The findings come from a nationally representative survey of public schools that, in order to account for different grade compositions, all included a third grade.

Principals were asked about the school's physical education and recess policies, including what barriers prevented them from meeting recommendations. The researchers used legal databases to pin down state policies.

In a multivariate analysis, the odds of schools having 150 minutes a week of physical education rose if they were in states whose policies required it. The odds ratio was 2.8 with a 95% confidence interval from 1.3 to 5.7.

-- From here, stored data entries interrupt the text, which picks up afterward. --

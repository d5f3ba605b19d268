/// One-slot store for the platform of the action currently awaiting a vendor reply.
///
/// Every terminal notification a manager emits goes through [`take`](Self::take):
/// the first completion for an action consumes the context, later ones find the
/// slot empty and are dropped. That is what keeps an action to exactly one
/// terminal result even when a vendor reports through two paths.
#[derive(Debug)]
pub struct Pending<P> {
    slot: Option<P>,
}

impl<P> Pending<P> {
    pub fn new() -> Self {
        Self { slot: None }
    }

    /// Store `platform` as the in-flight context, returning any context it replaced.
    pub fn begin(&mut self, platform: P) -> Option<P> {
        self.slot.replace(platform)
    }

    /// Consume the in-flight context.
    pub fn take(&mut self) -> Option<P> {
        self.slot.take()
    }

    pub fn current(&self) -> Option<&P> {
        self.slot.as_ref()
    }

    pub fn is_active(&self) -> bool {
        self.slot.is_some()
    }
}

impl<P> Default for Pending<P> {
    fn default() -> Self {
        Self::new()
    }
}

As well, the researchers reported, schools in states with laws encouraging daily recess were significantly more likely to offer 20 minutes of recess a day. The odds ratio was 1.8, with a 95% confidence interval from 1.2 to 2.8.

Interestingly, state laws requiring daily recess were not associated with what happened in the schools, perhaps because only three states had such a law, Slater and colleagues reported.

The researchers also found evidence that schools are trading off the two types of physical activity:
  • If a school offered daily recess, the odds ratio for also offering physical education was 0.5, with a 95% confidence interval from 0.4 to 0.6.
  • And if a school offered at least 150 minutes a week of physical education, the odds ratio for daily recess was also 0.5, but with a slightly wider 95% confidence interval from 0.4 to 0.7.
Slater and colleagues cautioned that the analysis was a snapshot and doesn't address cause and effect. As well, they noted, there is a possibility of response bias because of the self-reported data from school principals.

The study also has no data on what sorts of physical activity actually take place during recess or physical education or on outcomes such as body mass index, they noted.

It's to be expected that strong state and local policies in favor of physical education and recess will be associated with schools actually offering both forms of activity, according to Kristine Madsen, MD, of the University of California San Francisco.

But an open question, she noted in an accompanying editorial, is why so few states have such policies, especially since there is growing evidence that "lack of physical activity may be a far greater public health problem than obesity."

She added that it is "concerning" that recess and physical education appear to compete with each other. "While schools appear to use (physical education) and recess somewhat interchangeably," she argued that they "make unique and separate contributions."

The study was supported by the Robert Wood Johnson Foundation and the National Institute on Child Health and Human Development. The journal said the authors made no disclosures.
The journal said Madsen made no disclosures.